What is being asked: Take each line from the entries that holds "struct" and copy it out.
• • • • • • •
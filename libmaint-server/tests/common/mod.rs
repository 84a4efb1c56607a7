//! Shared harness for database-backed tests.
//!
//! Each `TestDb` lives in its own uniquely named PostgreSQL schema so tests
//! can run in parallel against one database. Requires `DATABASE_URL`.

#![allow(dead_code)]

use std::str::FromStr;

use axum::body::{to_bytes, Body};
use axum::http::{Request, StatusCode};
use axum::Router;
use libmaint_server::{build_router, AppState, ServerConfig};
use serde_json::Value;
use sqlx::postgres::{PgConnectOptions, PgPoolOptions};
use sqlx::PgPool;
use tower::ServiceExt;
use uuid::Uuid;

const SCHEMA_SQL: &str = include_str!("schema.sql");

pub struct TestDb {
    pub pool: PgPool,
    admin: PgPool,
    schema: String,
}

impl TestDb {
    pub async fn new() -> Self {
        let _ = tracing_subscriber::fmt()
            .with_env_filter("libmaint_server=debug")
            .with_test_writer()
            .try_init();

        let url = std::env::var("DATABASE_URL").expect("DATABASE_URL required");
        let schema = format!("libmaint_test_{}", Uuid::new_v4().simple());

        let admin = PgPoolOptions::new()
            .max_connections(1)
            .connect(&url)
            .await
            .expect("connect to test database");
        sqlx::query(&format!("CREATE SCHEMA {}", schema))
            .execute(&admin)
            .await
            .expect("create test schema");

        let options = PgConnectOptions::from_str(&url)
            .expect("parse DATABASE_URL")
            .options([("search_path", schema.as_str())]);
        let pool = PgPoolOptions::new()
            .max_connections(5)
            .connect_with(options)
            .await
            .expect("connect with search_path");

        sqlx::raw_sql(SCHEMA_SQL)
            .execute(&pool)
            .await
            .expect("create library tables");

        Self {
            pool,
            admin,
            schema,
        }
    }

    pub fn app(&self) -> Router {
        build_router(AppState::new(self.pool.clone()), &ServerConfig::default())
            .expect("router")
    }

    pub async fn cleanup(self) {
        self.pool.close().await;
        sqlx::query(&format!("DROP SCHEMA {} CASCADE", self.schema))
            .execute(&self.admin)
            .await
            .expect("drop test schema");
    }

    pub async fn artist(&self, name: &str) -> i32 {
        sqlx::query_scalar("INSERT INTO artists (name) VALUES ($1) RETURNING id")
            .bind(name)
            .fetch_one(&self.pool)
            .await
            .expect("insert artist")
    }

    pub async fn album(&self, title: &str, mbid: &str) -> i32 {
        sqlx::query_scalar("INSERT INTO albums (title, mbid) VALUES ($1, $2) RETURNING id")
            .bind(title)
            .bind(mbid)
            .fetch_one(&self.pool)
            .await
            .expect("insert album")
    }

    /// Insert a track credited to `artist_id` on `album_id`.
    pub async fn track(&self, artist_id: i32, album_id: i32, title: &str, mbid: &str) -> i32 {
        let track_id: i32 =
            sqlx::query_scalar("INSERT INTO tracks (title, mbid) VALUES ($1, $2) RETURNING id")
                .bind(title)
                .bind(mbid)
                .fetch_one(&self.pool)
                .await
                .expect("insert track");
        self.credit(artist_id, album_id, track_id).await;
        track_id
    }

    /// Attach an existing track to another artist and album.
    pub async fn credit(&self, artist_id: i32, album_id: i32, track_id: i32) {
        sqlx::query("INSERT INTO artist_tracks (artist_id, track_id) VALUES ($1, $2) ON CONFLICT DO NOTHING")
            .bind(artist_id)
            .bind(track_id)
            .execute(&self.pool)
            .await
            .expect("insert artist_tracks");
        sqlx::query("INSERT INTO album_tracks (album_id, track_id) VALUES ($1, $2) ON CONFLICT DO NOTHING")
            .bind(album_id)
            .bind(track_id)
            .execute(&self.pool)
            .await
            .expect("insert album_tracks");
    }

    pub async fn set_track_state(
        &self,
        mbid: &str,
        youtube_code: Option<&str>,
        status: &str,
        file_path: Option<&str>,
    ) {
        sqlx::query(
            "UPDATE tracks SET youtube_code = $1, download_status = $2, file_path = $3 WHERE mbid = $4",
        )
        .bind(youtube_code)
        .bind(status)
        .bind(file_path)
        .bind(mbid)
        .execute(&self.pool)
        .await
        .expect("update track");
    }

    /// (youtube_code, download_status) for a track
    pub async fn track_state(&self, mbid: &str) -> (Option<String>, String) {
        sqlx::query_as("SELECT youtube_code, download_status FROM tracks WHERE mbid = $1")
            .bind(mbid)
            .fetch_one(&self.pool)
            .await
            .expect("select track")
    }

    /// Insert a genre row exactly as given, bypassing the API's trimming.
    pub async fn genre(&self, name: &str) -> i32 {
        sqlx::query_scalar("INSERT INTO genres (name) VALUES ($1) RETURNING id")
            .bind(name)
            .fetch_one(&self.pool)
            .await
            .expect("insert genre")
    }

    pub async fn tag(&self, artist_id: i32, genre_id: i32) {
        sqlx::query("INSERT INTO artist_genres (artist_id, genre_id) VALUES ($1, $2)")
            .bind(artist_id)
            .bind(genre_id)
            .execute(&self.pool)
            .await
            .expect("insert artist_genres");
    }

    pub async fn genre_rows(&self, name: &str) -> i64 {
        sqlx::query_scalar("SELECT COUNT(*) FROM genres WHERE name = $1")
            .bind(name)
            .fetch_one(&self.pool)
            .await
            .expect("count genres")
    }

    pub async fn tag_rows(&self, artist_id: i32) -> i64 {
        sqlx::query_scalar("SELECT COUNT(*) FROM artist_genres WHERE artist_id = $1")
            .bind(artist_id)
            .fetch_one(&self.pool)
            .await
            .expect("count artist_genres")
    }
}

/// POST `body` (or nothing) to `path`, returning status and parsed JSON.
pub async fn post(app: &Router, path: &str, body: Option<Value>) -> (StatusCode, Value) {
    let body = match body {
        Some(value) => Body::from(value.to_string()),
        None => Body::empty(),
    };
    let request = Request::builder()
        .method("POST")
        .uri(path)
        .header("content-type", "application/json")
        .body(body)
        .expect("request");

    let response = app.clone().oneshot(request).await.expect("response");
    let status = response.status();
    let bytes = to_bytes(response.into_body(), usize::MAX)
        .await
        .expect("body");
    let json = if bytes.is_empty() {
        Value::Null
    } else {
        serde_json::from_slice(&bytes).expect("json body")
    };
    (status, json)
}
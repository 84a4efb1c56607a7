//! Database layer - connection pool and repositories
//!
//! # Design Principles
//!
//! - One pool, created at startup and handed to handlers through `AppState`
//! - Every operation is a single parameterized statement
//! - Rely on DB constraints, handle conflicts - no check-then-insert
//! - Mutations run in a transaction that is rolled back unless committed

pub mod pool;
pub mod repos;

pub use pool::{create_pool, create_pool_with_options, ping};
pub use repos::*;
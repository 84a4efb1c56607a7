//! YouTube track endpoints

use std::sync::Arc;

use axum::{extract::State, routing::post, Json, Router};
use serde::{Deserialize, Serialize};

use super::common::{ArtistSearchRequest, StatusResponse};
use crate::db::repos::{TrackMatch, TrackRepo};
use crate::http::error::ApiError;
use crate::http::extractors::JsonBody;
use crate::http::server::AppState;
use crate::models::DownloadStatus;

/// Track search result
#[derive(Debug, Serialize)]
pub struct TrackResponse {
    pub track_id: i32,
    pub artist: String,
    pub album: String,
    pub album_mbid: String,
    pub title: String,
    pub track_mbid: String,
    pub youtube_code: Option<String>,
    pub download_status: DownloadStatus,
    pub file_path: Option<String>,
}

impl From<TrackMatch> for TrackResponse {
    fn from(t: TrackMatch) -> Self {
        Self {
            track_id: t.track_id,
            artist: t.artist,
            album: t.album,
            album_mbid: t.album_mbid,
            title: t.title,
            track_mbid: t.track_mbid,
            youtube_code: t.youtube_code,
            download_status: DownloadStatus::from(t.download_status),
            file_path: t.file_path,
        }
    }
}

/// Retry request
#[derive(Debug, Deserialize)]
pub struct RetryRequest {
    #[serde(default)]
    pub track_mbid: String,
    #[serde(default)]
    pub youtube_code: String,
    #[serde(default)]
    pub retry_download: bool,
}

/// POST /youtube/search - tracks by artist-name substring
async fn search(
    State(state): State<Arc<AppState>>,
    JsonBody(req): JsonBody<ArtistSearchRequest>,
) -> Result<Json<Vec<TrackResponse>>, ApiError> {
    let tracks = TrackRepo::new(&state.pool)
        .search_by_artist(&req.artist)
        .await?;

    Ok(Json(tracks.into_iter().map(TrackResponse::from).collect()))
}

/// POST /youtube/retry - set YouTube code, optionally queue a download
async fn retry(
    State(state): State<Arc<AppState>>,
    JsonBody(req): JsonBody<RetryRequest>,
) -> Result<Json<StatusResponse>, ApiError> {
    TrackRepo::new(&state.pool)
        .retry(&req.track_mbid, &req.youtube_code, req.retry_download)
        .await?;

    Ok(Json(StatusResponse::updated()))
}

/// Track routes
pub fn router() -> Router<Arc<AppState>> {
    Router::new()
        .route("/youtube/search", post(search))
        .route("/youtube/retry", post(retry))
}
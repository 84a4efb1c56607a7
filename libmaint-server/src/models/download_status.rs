//! Track download status
//!
//! The download worker owns every transition except `queued`, which this
//! service writes when a retry is requested. Values the worker invents are
//! kept verbatim in `Other` so they round-trip unchanged.

use std::fmt;

use serde::{Serialize, Serializer};

#[derive(Debug, Clone, PartialEq, Eq, Hash)]
pub enum DownloadStatus {
    Pending,
    Queued,
    Downloading,
    Downloaded,
    Failed,
    Other(String),
}

impl DownloadStatus {
    pub fn as_str(&self) -> &str {
        match self {
            Self::Pending => "pending",
            Self::Queued => "queued",
            Self::Downloading => "downloading",
            Self::Downloaded => "downloaded",
            Self::Failed => "failed",
            Self::Other(s) => s,
        }
    }
}

impl From<String> for DownloadStatus {
    fn from(s: String) -> Self {
        match s.as_str() {
            "pending" => Self::Pending,
            "queued" => Self::Queued,
            "downloading" => Self::Downloading,
            "downloaded" => Self::Downloaded,
            "failed" => Self::Failed,
            _ => Self::Other(s),
        }
    }
}

impl fmt::Display for DownloadStatus {
    fn fmt(&self, f: &mut fmt::Formatter<'_>) -> fmt::Result {
        f.write_str(self.as_str())
    }
}

impl Serialize for DownloadStatus {
    fn serialize<S: Serializer>(&self, serializer: S) -> Result<S::Ok, S::Error> {
        serializer.serialize_str(self.as_str())
    }
}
• • • • • • •
Your solution:
pub struct TestDb {
pub struct TrackResponse {
pub struct RetryRequest {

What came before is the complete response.